Ev’ry Time We Say Goodbye…

This week I heard from a friend the horrible news that her daughter had HIV.  Even though it’s 30 years later the diagnosis still sounds like a death knell, still gives me shivers.  Her daughter is young, early 20’s.  She trusted someone she loved and shouldn’t have.

I’ve moved between rage, anger and sadness this week as I think of this young woman.  The young man who infected her is dead of AIDS, already.  He left it untreated, or something.  Belinda* got herself tested about two years ago after she found out that he had been lying to her, but it was negative so she thought she was safe.  He had not been faithful.  Obviously.  He had not been faithful to her with men he picked up from Craigslist.  Many men.  For years.  He’d led her to think he was still pondering what way he would eventually go, homosexual, bi or straight.  She believed him.
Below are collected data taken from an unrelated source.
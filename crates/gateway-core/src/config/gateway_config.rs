//! Gateway configuration model

use super::environment::RuntimeEnvironment;
use super::logging_config::LoggingConfig;
use super::timeouts::{TimeoutConfig, duration_millis};
use crate::cost::{PricingTable, TokenPrice};
use crate::credential::CredentialKey;
use crate::error::{GatewayError, GatewayResult};
use crate::rate_limiter::RateLimitConfig;
use crate::streaming::StreamLimits;
use crate::types::ProviderKind;
use serde::{Deserialize, Serialize};
use std::collections::{HashMap, HashSet};
use std::time::Duration;

/// Default cooldown after a provider failure
pub const DEFAULT_FAILURE_COOLDOWN_MS: u64 = 60_000;

/// Default number of fallback events kept for diagnostics
pub const DEFAULT_MAX_FALLBACK_HISTORY: usize = 100;

/// Per-provider settings
#[derive(Debug, Clone, PartialEq, Serialize, Deserialize)]
pub struct ProviderSettings {
    pub base_url: String,
    pub model: String,
    pub rate_limits: RateLimitConfig,
    pub pricing: TokenPrice,
    /// Request provider-side prompt caching where supported
    pub context_caching: bool,
}

impl ProviderSettings {
    pub fn for_provider(provider: ProviderKind) -> Self {
        let (base_url, model) = match provider {
            ProviderKind::Claude => ("https://api.anthropic.com", "claude-sonnet-4-20250514"),
            ProviderKind::Gemini => (
                "https://generativelanguage.googleapis.com",
                "gemini-2.0-flash",
            ),
            ProviderKind::DeepSeek => ("https://api.deepseek.com/v1", "deepseek-chat"),
            ProviderKind::Kimi => ("https://api.moonshot.cn/v1", "moonshot-v1-8k"),
            ProviderKind::Mock => ("", "mock"),
        };
        Self {
            base_url: base_url.to_string(),
            model: model.to_string(),
            rate_limits: RateLimitConfig::for_provider(provider),
            pricing: PricingTable::with_defaults().get(provider),
            context_caching: provider.supports_context_caching(),
        }
    }
}

/// Complete gateway configuration
#[derive(Debug, Clone, Serialize, Deserialize)]
pub struct GatewayConfig {
    pub environment: RuntimeEnvironment,
    pub timeouts: TimeoutConfig,
    pub stream: StreamLimits,
    /// Providers tried in order when the requested one fails; Mock is implied last
    pub fallback_order: Vec<ProviderKind>,
    pub providers: HashMap<ProviderKind, ProviderSettings>,
    /// Refuse calls to providers over their usage ceilings
    pub enforce_rate_limits: bool,
    #[serde(with = "duration_millis")]
    pub failure_cooldown: Duration,
    pub max_fallback_history: usize,
    #[serde(default, skip_serializing_if = "Option::is_none")]
    pub credential_key: Option<CredentialKey>,
    pub logging: LoggingConfig,
}

impl GatewayConfig {
    pub fn for_environment(environment: RuntimeEnvironment) -> Self {
        let providers = ProviderKind::REMOTE
            .into_iter()
            .chain(std::iter::once(ProviderKind::Mock))
            .map(|p| (p, ProviderSettings::for_provider(p)))
            .collect();

        Self {
            environment,
            timeouts: TimeoutConfig::for_environment(environment),
            stream: StreamLimits::for_environment(environment),
            fallback_order: ProviderKind::REMOTE.to_vec(),
            providers,
            enforce_rate_limits: false,
            failure_cooldown: Duration::from_millis(DEFAULT_FAILURE_COOLDOWN_MS),
            max_fallback_history: DEFAULT_MAX_FALLBACK_HISTORY,
            credential_key: None,
            logging: LoggingConfig::default(),
        }
    }

    pub fn provider(&self, provider: ProviderKind) -> ProviderSettings {
        self.providers
            .get(&provider)
            .cloned()
            .unwrap_or_else(|| ProviderSettings::for_provider(provider))
    }

    pub fn rate_limits(&self) -> HashMap<ProviderKind, RateLimitConfig> {
        self.providers
            .iter()
            .map(|(p, s)| (*p, s.rate_limits))
            .collect()
    }

    pub fn pricing(&self) -> PricingTable {
        let mut table = PricingTable::with_defaults();
        for (provider, settings) in &self.providers {
            table.set(*provider, settings.pricing);
        }
        table
    }

    pub fn with_credential_key(mut self, key: CredentialKey) -> Self {
        self.credential_key = Some(key);
        self
    }

    pub fn with_fallback_order(mut self, order: Vec<ProviderKind>) -> Self {
        self.fallback_order = order;
        self
    }

    pub fn with_base_url(mut self, provider: ProviderKind, base_url: impl Into<String>) -> Self {
        self.providers
            .entry(provider)
            .or_insert_with(|| ProviderSettings::for_provider(provider))
            .base_url = base_url.into();
        self
    }

    pub fn validate(&self) -> GatewayResult<()> {
        self.timeouts
            .validate()
            .map_err(|e| GatewayError::config_with_context(e, "Validating timeouts"))?;
        self.stream
            .validate()
            .map_err(|e| GatewayError::config_with_context(e, "Validating stream limits"))?;

        let mut seen = HashSet::new();
        for provider in &self.fallback_order {
            if *provider == ProviderKind::Mock {
                return Err(GatewayError::config_with_context(
                    "mock must not appear in the fallback order; it is always the last resort",
                    "Validating fallback order",
                ));
            }
            if !seen.insert(*provider) {
                return Err(GatewayError::config_with_context(
                    format!("{} appears twice in the fallback order", provider),
                    "Validating fallback order",
                ));
            }
        }

        if self.max_fallback_history == 0 {
            return Err(GatewayError::config_with_context(
                "max_fallback_history must be greater than 0",
                "Validating fallback settings",
            ));
        }

        for (provider, settings) in &self.providers {
            if *provider != ProviderKind::Mock && settings.base_url.trim().is_empty() {
                return Err(GatewayError::config_with_context(
                    format!("{} has an empty base_url", provider),
                    "Validating provider settings",
                ));
            }
            let prices = [settings.pricing.input, settings.pricing.output];
            if prices.iter().any(|p| !p.is_finite() || *p < 0.0) {
                return Err(GatewayError::config_with_context(
                    format!("{} has a negative or non-finite price", provider),
                    "Validating provider settings",
                ));
            }
        }

        Ok(())
    }
}

impl Default for GatewayConfig {
    fn default() -> Self {
        Self::for_environment(RuntimeEnvironment::default())
    }
}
In the meantime, he would be her boyfriend.

Belinda made any number of classic young woman mistakes.  But that’s neither here nor there now.  It’s the aftermath of the breakup that has me angry.  Really frothingly angry.

This young man had friends in common with Belinda.  The young man’s parents knew Belinda very well, after all she had been in and out of their home with their son AS HIS GIRLFRIEND for 3 years before they finally broke up.

All these people knew both the young man and Belinda, yet not one of them thought to tell Belinda that her ex-boyfriend with whom she’d had sex was now dying of AIDS.  Not even the parents.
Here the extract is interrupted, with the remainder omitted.